As blockchain technology permeates businesses and is being seriously considered by top institutions around the world, a new report reveals that Germany appears to be one of many countries missing out on this groundbreaking solution. This was evident from a recent study in which the input from 9,000 German companies and 204 experts was analyzed.
Dive into the study
According to W3NOW research, more than 74% of German companies did not consider blockchain relevant to their business operations in 2023. Fascinatingly, 72% of such companies made the same announcement in 2024. Meanwhile, artificial intelligence (AI) is being rapidly adopted by companies as the rate rose from 13% in 2023 to 27% in 2024.
When we further examined the research report, we found that the adoption rate of Cloud Computing had surpassed that of AI and the blockchain. Specifically, 46% of German companies used cloud computing in 2023, compared to 13% using AI and 3% blockchain.

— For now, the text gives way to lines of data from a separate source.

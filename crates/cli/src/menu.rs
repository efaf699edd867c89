/// Main menu shown before every command prompt.
pub const MENU_TEXT: &str = "Main Menu

1) Load Stations from Disk
2) Write Stations to Disk
3) Add New Station
4) List All Stations
q) Quit

";

/// Commands selectable from the main menu.
#[derive(Debug, Clone, Copy, PartialEq, Eq)]
pub enum Command {
    Load,
    Write,
    Add,
    List,
    Quit,
}

impl Command {
    /// Map a menu selection to its command.
    pub fn parse(selection: &str) -> Option<Self> {
        match selection {
            "1" => Some(Command::Load),
            "2" => Some(Command::Write),
            "3" => Some(Command::Add),
            "4" => Some(Command::List),
            "q" | "Q" => Some(Command::Quit),
            _ => None,
        }
    }
}
use std::iter;

use tracing::{debug, warn};

use super::models::Station;
use crate::{
    error::{StationError, StationResult},
    models::{CommDevice, DockingPortSize, OrbitalParameters, OrbitedBody},
};

/// Most units of one item a single repeated add may install.
pub const MAX_QUANTITY: usize = 10_000;

fn capped(quantity: usize, item: &str) -> usize {
    if quantity > MAX_QUANTITY {
        warn!(quantity, max = MAX_QUANTITY, item, "quantity capped");
    }
    quantity.min(MAX_QUANTITY)
}

/// Step-wise constructor for a single [`Station`].
///
/// The id is fixed when the builder is created and every other field starts at
/// its default. Setters consume and return the builder so calls chain, and
/// [`build`](Self::build) consumes it, so a builder yields exactly one station.
///
/// The `add_*` methods append, while the `set_*` list methods replace the whole
/// list, dropping anything appended earlier.
#[derive(Debug)]
#[must_use = "a builder does nothing until `build` is called"]
pub struct StationBuilder {
    station: Station,
}

impl StationBuilder {
    /// Start a new station with the given id.
    pub fn new(id: impl Into<String>) -> StationResult<Self> {
        let id = id.into();
        if id.trim().is_empty() {
            return Err(StationError::EmptyId);
        }
        Ok(Self {
            station: Station::with_id(id),
        })
    }

    /// Set the display name.
    pub fn set_name(mut self, name: impl Into<String>) -> Self {
        self.station.name = name.into();
        self
    }

    /// Set the orbit from an apoapsis/periapsis pair.
    pub fn set_orbit_details(self, apoapsis: u64, periapsis: u64) -> Self {
        self.set_orbit(OrbitalParameters::new(apoapsis, periapsis))
    }

    /// Set the orbit.
    pub fn set_orbit(mut self, orbit: OrbitalParameters) -> Self {
        self.station.orbit = orbit;
        self
    }

    /// Set the crew capacity.
    pub fn set_capacity(mut self, capacity: u64) -> Self {
        self.station.capacity = capacity;
        self
    }

    /// Mark the station as active or inactive.
    pub fn set_active(mut self, active: bool) -> Self {
        self.station.active = active;
        self
    }

    /// Append a single comms device.
    pub fn add_comms_device(mut self, device: CommDevice) -> Self {
        self.station.comms_devices.push(device);
        self
    }

    /// Append `quantity` units of `device`, at most [`MAX_QUANTITY`].
    pub fn add_comms_devices(mut self, quantity: usize, device: CommDevice) -> Self {
        let quantity = capped(quantity, "comms device");
        self.station
            .comms_devices
            .extend(iter::repeat(device).take(quantity));
        self
    }

    /// Replace the installed comms devices with `devices`.
    pub fn set_comms_devices(mut self, devices: Vec<CommDevice>) -> Self {
        self.station.comms_devices = devices;
        self
    }

    /// Append a single docking port.
    pub fn add_docking_port(mut self, port: DockingPortSize) -> Self {
        self.station.docking_ports.push(port);
        self
    }

    /// Append `quantity` ports of the given size, at most [`MAX_QUANTITY`].
    pub fn add_docking_ports(mut self, quantity: usize, port: DockingPortSize) -> Self {
        let quantity = capped(quantity, "docking port");
        self.station
            .docking_ports
            .extend(iter::repeat(port).take(quantity));
        self
    }

    /// Replace the installed docking ports with `ports`.
    pub fn set_docking_ports(mut self, ports: Vec<DockingPortSize>) -> Self {
        self.station.docking_ports = ports;
        self
    }

    /// Add a crew member. Empty names are ignored.
    pub fn add_kerbal(mut self, name: impl Into<String>) -> Self {
        let name = name.into();
        if !name.is_empty() {
            self.station.kerbals.push(name);
        }
        self
    }

    /// Replace the crew list. Empty names are dropped.
    pub fn set_kerbals(mut self, kerbals: Vec<String>) -> Self {
        self.station.kerbals = kerbals.into_iter().filter(|name| !name.is_empty()).collect();
        self
    }

    /// Set the body the station orbits.
    pub fn set_orbiting_body(mut self, body: OrbitedBody) -> Self {
        self.station.orbiting = body;
        self
    }

    /// Finish the station and hand it to the caller.
    pub fn build(self) -> Station {
        debug!(station_id = %self.station.id, "station built");
        self.station
    }
}
use chrono::Local;
use serde::{Deserialize, Serialize};

/// One human-approved checkpoint decision, as recorded at a pipeline gate.
///
/// Entries are immutable once appended: the log is append-only and ordered by
/// append position, not by timestamp (timestamps are caller-supplied and not
/// guaranteed monotonic).
#[derive(Debug, Clone, Serialize, Deserialize)]
pub struct DecisionEntry {
    pub timestamp: String,
    pub stage: String,
    pub options_presented: Vec<String>,
    pub approved_option: String,
    pub rationale: String,
    pub deferred_risks: Vec<String>,
}

impl DecisionEntry {
    pub fn new(
        stage: impl Into<String>,
        approved_option: impl Into<String>,
        rationale: impl Into<String>,
    ) -> Self {
        Self {
            timestamp: local_timestamp(),
            stage: stage.into(),
            options_presented: Vec::new(),
            approved_option: approved_option.into(),
            rationale: rationale.into(),
            deferred_risks: Vec::new(),
        }
    }

    #[must_use]
    pub fn with_timestamp(mut self, timestamp: impl Into<String>) -> Self {
        self.timestamp = timestamp.into();
        self
    }

    #[must_use]
    pub fn with_options<I, S>(mut self, options: I) -> Self
    where
        I: IntoIterator<Item = S>,
        S: Into<String>,
    {
        self.options_presented = options.into_iter().map(Into::into).collect();
        self
    }

    #[must_use]
    pub fn with_deferred_risks<I, S>(mut self, risks: I) -> Self
    where
        I: IntoIterator<Item = S>,
        S: Into<String>,
    {
        self.deferred_risks = risks.into_iter().map(Into::into).collect();
        self
    }
}

/// A decision record recovered from the log. Only the fields needed for
/// resumption are reconstructed; rationale, presented options, and deferred
/// risks stay in the log as audit detail.
#[derive(Debug, Clone, PartialEq, Eq, Serialize, Deserialize)]
pub struct ParsedDecision {
    pub heading: String,
    pub stage: String,
    pub approved: String,
}

/// Current local time, truncated to whole seconds, in sortable ISO form.
pub fn local_timestamp() -> String {
    Local::now().format("%Y-%m-%dT%H:%M:%S").to_string()
}

#[cfg(test)]
mod tests {
    use super::*;

    #[test]
    fn builders_fill_optional_fields() {
        let entry = DecisionEntry::new("Gate A", "keep defaults", "No outliers detected.")
            .with_timestamp("2024-05-01T10:00:00")
            .with_options(["keep defaults", "drop sample S12"])
            .with_deferred_risks(["S12 may still be borderline"]);

        assert_eq!(entry.timestamp, "2024-05-01T10:00:00");
        assert_eq!(entry.options_presented.len(), 2);
        assert_eq!(entry.deferred_risks.len(), 1);
    }

    #[test]
    fn timestamp_has_no_subsecond_part() {
        let ts = local_timestamp();
        assert!(!ts.contains('.'));
        assert_eq!(ts.len(), "2024-05-01T10:00:00".len());
    }
}
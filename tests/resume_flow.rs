//! End-to-end flow: record gate decisions, then export a resume snapshot.

use wgcna_decisions::{DecisionEntry, ExportOptions, append_entry, export_snapshot};

#[test]
fn recorded_decisions_appear_in_the_snapshot_in_order() {
    let dir = tempfile::tempdir().unwrap();
    let log = dir.path().join("wgcna_decision_log.md");

    let gate_a = DecisionEntry::new(
        "Gate A",
        "signed-hybrid, power=5",
        "Better fit/connectivity tradeoff.",
    )
    .with_timestamp("2024-05-01T10:00:00")
    .with_options(["signed-hybrid, power=5", "signed, power=11"])
    .with_deferred_risks(["May differ from strict signed-network conventions."]);
    let gate_b = DecisionEntry::new("Gate B", "keep defaults", "No outliers detected.")
        .with_timestamp("2024-05-01T11:00:00");
    append_entry(&log, &gate_a).unwrap();
    append_entry(&log, &gate_b).unwrap();

    let opts = ExportOptions {
        workspace_dir: dir.path().to_path_buf(),
        ..ExportOptions::default()
    };
    let written = export_snapshot(&opts).unwrap();
    let snapshot = std::fs::read_to_string(&written).unwrap();

    let first = snapshot
        .find("- `Gate A` -> signed-hybrid, power=5")
        .expect("Gate A decision missing from snapshot");
    let second = snapshot
        .find("- `Gate B` -> keep defaults")
        .expect("Gate B decision missing from snapshot");
    assert!(first < second);

    // The decision log is itself a default artifact and exists by now.
    assert!(snapshot.contains("## Available Artifacts"));
    assert!(snapshot.contains("- `wgcna_decision_log.md`"));
}

#[test]
fn snapshot_truncates_to_the_last_twelve_decisions() {
    let dir = tempfile::tempdir().unwrap();
    let log = dir.path().join("wgcna_decision_log.md");

    for i in 1..=15 {
        let entry = DecisionEntry::new(format!("Gate {i}"), "keep defaults", "Routine approval.")
            .with_timestamp("2024-05-01T10:00:00");
        append_entry(&log, &entry).unwrap();
    }

    let opts = ExportOptions {
        workspace_dir: dir.path().to_path_buf(),
        ..ExportOptions::default()
    };
    let written = export_snapshot(&opts).unwrap();
    let snapshot = std::fs::read_to_string(&written).unwrap();

    assert!(!snapshot.contains("- `Gate 3` ->"));
    assert!(snapshot.contains("- `Gate 4` ->"));
    assert!(snapshot.contains("- `Gate 15` ->"));
    assert_eq!(snapshot.matches("-> keep defaults").count(), 12);
}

The research report estimates that 54% of the 132 companies currently using blockchain technology in the country are in the financial services industry. According to the data, the increasing use of blockchain technology in this area indicates that it is well tested and is likely to be driven by the availability of capital and investment.
In addition to the financial services sector, 31% of companies actively using blockchain are in the digital identity sector, while only 1% are in the healthcare data management sector.
Source: W3NOW 2024 report
Reasons for the poor adoption of Blockchain in Germany
Assessing the potential challenges facing blockchain adoption in Germany, the study highlighted that the lack of user-friendly applications, negative media coverage, regulatory uncertainties and the shortage of skilled professionals are the leading factors .
According to the report, blockchain is usually associated with cryptos. This implies that market volatility and associated negative perceptions of the asset class have extended to its associated technology. Furthermore, negative media coverage erodes trust in blockchain solutions and discourages their use at reputable institutions.
Source: W3NOW 2024 report
However, it is important to emphasize that many blockchain applications with potentially high economic relevance do not directly interact with end users. Instead, blockchain technology is often used in the background, without media visibility, which somewhat reduces the relevance of public awareness for broader blockchain adoption.
Bitcoin use in Germany
When assessing the primary use of Bitcoin (BTC) in the German economy, the researchers also found that 57% of users use it for their investment activities, while 49% use it for payments. Furthermore, 32% of respondents disclosed that they use the Lightning Network for transactions, while 5% also engage in Bitcoin mining.
According to 70% of respondents, their primary use of Bitcoin is motivated by its role in shaping the future of finance. 54% also admit that they are attracted by the ability to facilitate peer-to-peer transactions without any intermediaries. Meanwhile, only 11% agreed that Bitcoin meets environmental, social and governance (ESG) criteria.
At the time of writing, Bitcoin was trading at $97.4k, after rising 35% in the past 30 days.